Your answer must hold only the lines below from the line containing "the platform default." through the line containing "let snapshot = panel.initialize().await?;", each reproduced exactly.

[Data extracted from a collection]
......

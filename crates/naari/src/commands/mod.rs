//! Command dispatch: bridges CLI args -> panel operations -> output formatting.

pub mod config_cmd;
pub mod control;
pub mod status;
pub mod watch;

use std::path::PathBuf;

use naari_core::Panel;

use crate::cli::{Command, GlobalOpts};
use crate::error::CliError;

/// `--config` / `NAARI_CONFIG`, else the platform default.
pub fn config_path(global: &GlobalOpts) -> PathBuf {
    global
        .config
        .clone()
        .unwrap_or_else(naari_config::config_path)
}

/// Load the config and run the startup load.
async fn load_panel(global: &GlobalOpts) -> Result<Panel, CliError> {
    let path = config_path(global);
    if !path.exists() {
        return Err(CliError::NoConfig {
            path: path.display().to_string(),
        });
    }

    let config = naari_config::load_config(&path)?;
    let (registry, settings, themes) = config.into_parts()?;
    let panel = Panel::new(registry, themes, settings)?;

    let snapshot = panel.initialize().await?;
    if !snapshot.complete {
        tracing::warn!("some devices did not answer the startup poll");
    }
    Ok(panel)
}

pub async fn dispatch(cmd: Command, global: &GlobalOpts) -> Result<(), CliError> {
    let panel = load_panel(global).await?;

    match cmd {
        Command::Status => status::status(&panel, global),
        Command::Presets => status::presets(&panel, global),
        Command::Power(args) => control::power(&panel, args, global).await,
        Command::Brightness(args) => control::brightness(&panel, args, global).await,
        Command::Preset(args) => control::preset(&panel, args, global).await,
        Command::Theme(args) => control::theme(&panel, args, global).await,
        Command::MasterPower => control::master_power(&panel, global).await,
        Command::Watch => watch::watch(&panel, global).await,
        // Handled before dispatch
        Command::Config(_) => Ok(()),
    }
}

......

◆ Answer to the problem ◆
/// `--config` / `NAARI_CONFIG`, else the platform default.
pub fn config_path(global: &GlobalOpts) -> PathBuf {
    global
        .config
        .clone()
        .unwrap_or_else(naari_config::config_path)
}

/// Load the config and run the startup load.
async fn load_panel(global: &GlobalOpts) -> Result<Panel, CliError> {
    let path = config_path(global);
    if !path.exists() {
        return Err(CliError::NoConfig {
            path: path.display().to_string(),
        });
    }

    let config = naari_config::load_config(&path)?;
    let (registry, settings, themes) = config.into_parts()?;
    let panel = Panel::new(registry, themes, settings)?;

    let snapshot = panel.initialize().await?;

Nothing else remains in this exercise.